By Noah Pollak
A handful of articles and essays have been published in the past couple of weeks that are worth noting.
The first is from my friend and colleague at the “Shalem Center”:http://www.shalemcenter.org.il/, Martin Kramer (and by “friend and colleague” I mean someone who I admire greatly and who probably forgets more about the Middle East in a year than I currently know). Martin spends part of the year at Harvard as an Olin Institute Senior Fellow, and on April 30th he gave a lecture there entitled “After Iraq: The Future of the United States in the Middle East.” He has now “posted an excerpt”:http://sandbox.blog-city.com/the_fragile_crescent_olin_harvard.htm of his talk on his website, and it is exemplary of Martin’s great skill in putting current events in this region into their larger historic and geopolitical context.

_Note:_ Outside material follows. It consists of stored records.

use semver::Version;
use serde_json::json;

use crate::bundle::BundleError;
use crate::bundle::manifest::{BundleManifest, parse_version};
use crate::properties::Properties;

fn headers(value: serde_json::Value) -> Properties {
    Properties::from_json(&value).expect("valid header object")
}

fn invalid_reason(value: serde_json::Value) -> String {
    match BundleManifest::parse("test:bundle", headers(value)) {
        Err(BundleError::InvalidManifest { location, reason }) => {
            assert_eq!(location, "test:bundle");
            reason
        }
        other => panic!("expected an invalid manifest, got {other:?}"),
    }
}

#[test]
fn test_minimal_manifest_defaults() {
    let manifest = BundleManifest::parse("test:bundle", headers(json!({ "bundle.symbolic_name": "  org.example.min " })))
        .unwrap();
    assert_eq!(manifest.symbolic_name, "org.example.min");
    assert_eq!(manifest.version, Version::new(0, 0, 0));
    assert!(!manifest.activator);
    assert!(manifest.requires.is_empty());
}

#[test]
fn test_full_manifest() {
    let manifest = BundleManifest::parse(
        "test:bundle",
        headers(json!({
            "Bundle.Symbolic_Name": "org.example.full",
            "bundle.version": "2.1",
            "bundle.activator": true,
            "bundle.requires": ["org.example.a", "org.example.b"],
            "custom.header": 7
        })),
    )
    .unwrap();
    assert_eq!(manifest.symbolic_name, "org.example.full");
    assert_eq!(manifest.version, Version::new(2, 1, 0));
    assert!(manifest.activator);
    assert_eq!(manifest.requires, vec!["org.example.a".to_string(), "org.example.b".to_string()]);
    assert_eq!(manifest.headers.get("custom.header"), Some(&json!(7)));
}

#[test]
fn test_single_requirement_as_string() {
    let manifest = BundleManifest::parse(
        "test:bundle",
        headers(json!({ "bundle.symbolic_name": "x", "bundle.requires": "org.example.dep" })),
    )
    .unwrap();
    assert_eq!(manifest.requires, vec!["org.example.dep".to_string()]);
}

#[test]
fn test_rejected_headers() {
    assert!(invalid_reason(json!({})).contains("missing mandatory header"));
    assert!(invalid_reason(json!({ "bundle.symbolic_name": "   " })).contains("is empty"));
    assert!(invalid_reason(json!({ "bundle.symbolic_name": 5 })).contains("must be a string"));
    assert!(invalid_reason(json!({ "bundle.symbolic_name": "x", "bundle.version": 1 })).contains("must be a string"));
    assert!(invalid_reason(json!({ "bundle.symbolic_name": "x", "bundle.version": "one" })).contains("invalid"));
    assert!(invalid_reason(json!({ "bundle.symbolic_name": "x", "bundle.activator": "yes" })).contains("boolean"));
    assert!(invalid_reason(json!({ "bundle.symbolic_name": "x", "bundle.requires": [1] })).contains("must be strings"));
    assert!(invalid_reason(json!({ "bundle.symbolic_name": "x", "bundle.requires": {} })).contains("must be a list"));
}

#[test]
fn test_parse_version_padding() {
    assert_eq!(parse_version("1").unwrap(), Version::new(1, 0, 0));
    assert_eq!(parse_version("1.2").unwrap(), Version::new(1, 2, 0));
    assert_eq!(parse_version(" 1.2.3 ").unwrap(), Version::new(1, 2, 3));
    assert_eq!(parse_version("1-beta").unwrap(), Version::parse("1.0.0-beta").unwrap());
    assert_eq!(parse_version("1.2+build.5").unwrap(), Version::parse("1.2.0+build.5").unwrap());
    assert!(parse_version("").is_err());
    assert!(parse_version("a.b").is_err());
}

Martin argues that the United States, through the Iraq war, has delivered a shock to the Middle East that is “rendering parts of the political map an anachronism.” Put differently, he says, “the dissolution of the Ottoman empire has resumed.” The first cause is the Shiite revival; the second is the rise of Kurdish nationalism; and the third is the “refugee crescent.”
The choice the United States will face with greater frequency and urgency is whether or not to sustain its traditional support for that [post-Ottoman] map. Past challenges came from aggressive states encroaching on smaller ones, and aggressors could be cajoled, deterred, and punished. But transformation within states, in which the main actors are movements, insurgents, refugees, and secessionists, is another matter.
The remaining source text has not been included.